:: TASK TO COMPLETE ::
Somewhere below, one line contains "if bytes[0] != Self::UNCOMPRESSED_TAG" and a later line contains "either uncompressed form.". Output those two lines and everything between them exactly, and nothing else.

:: RECORD EXTRACTS ::
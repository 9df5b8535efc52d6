//! Affine secp256k1 point in EVM word representation.

use crate::error::TypesError;
use alloy_primitives::U256;
use serde::{Deserialize, Serialize};
use std::fmt;

/// An affine curve point `(x, y)` as two 256-bit words.
///
/// This type only carries coordinates; whether they satisfy the curve
/// equation is checked by `orochi_crypto::field::is_on_curve`. The all-zero
/// point stands for the point at infinity and is never on the curve.
#[derive(Clone, Copy, Default, PartialEq, Eq, Hash, Serialize, Deserialize)]
pub struct Point {
    pub x: U256,
    pub y: U256,
}

impl Point {
    /// SEC1 tag for an uncompressed point.
    pub const UNCOMPRESSED_TAG: u8 = 0x04;

    pub const INFINITY: Self = Self {
        x: U256::ZERO,
        y: U256::ZERO,
    };

    pub fn new(x: U256, y: U256) -> Self {
        Self { x, y }
    }

    /// Decode either `0x04 || x || y` (65 bytes) or `x || y` (64 bytes).
    pub fn from_uncompressed(bytes: &[u8]) -> Result<Self, TypesError> {
        let raw = match bytes.len() {
            65 => {
                if bytes[0] != Self::UNCOMPRESSED_TAG {
                    return Err(TypesError::InvalidPointPrefix(bytes[0]));
                }
                &bytes[1..]
            }
            64 => bytes,
            n => return Err(TypesError::InvalidPointLength(n)),
        };
        Ok(Self {
            x: U256::from_be_slice(&raw[..32]),
            y: U256::from_be_slice(&raw[32..]),
        })
    }

    /// Decode a hex string (with or without `0x`) of either uncompressed form.
    pub fn from_hex(s: &str) -> Result<Self, TypesError> {
        let trimmed = s.trim();
        let digits = trimmed.strip_prefix("0x").unwrap_or(trimmed);
        let bytes = hex::decode(digits).map_err(|e| TypesError::InvalidHex(e.to_string()))?;
        Self::from_uncompressed(&bytes)
    }

    /// `0x04 || x || y`.
    pub fn to_uncompressed(&self) -> [u8; 65] {
        let mut out = [0u8; 65];
        out[0] = Self::UNCOMPRESSED_TAG;
        out[1..].copy_from_slice(&self.to_bytes());
        out
    }

    /// `x || y`, the layout used when hashing points.
    pub fn to_bytes(&self) -> [u8; 64] {
        let mut out = [0u8; 64];
        out[..32].copy_from_slice(&self.x.to_be_bytes::<32>());
        out[32..].copy_from_slice(&self.y.to_be_bytes::<32>());
        out
    }

    pub fn is_infinity(&self) -> bool {
        self.x.is_zero() && self.y.is_zero()
    }
}

impl fmt::Debug for Point {
    fn fmt(&self, f: &mut fmt::Formatter<'_>) -> fmt::Result {
        write!(f, "Point({:#x}, {:#x})", self.x, self.y)
    }
}

impl fmt::Display for Point {
    fn fmt(&self, f: &mut fmt::Formatter<'_>) -> fmt::Result {
        write!(f, "0x{}", hex::encode(self.to_uncompressed()))
    }
}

:: ANSWER FOR THIS EXERCISE ::
                if bytes[0] != Self::UNCOMPRESSED_TAG {
                    return Err(TypesError::InvalidPointPrefix(bytes[0]));
                }
                &bytes[1..]
            }
            64 => bytes,
            n => return Err(TypesError::InvalidPointLength(n)),
        };
        Ok(Self {
            x: U256::from_be_slice(&raw[..32]),
            y: U256::from_be_slice(&raw[32..]),
        })
    }

    /// Decode a hex string (with or without `0x`) of either uncompressed form.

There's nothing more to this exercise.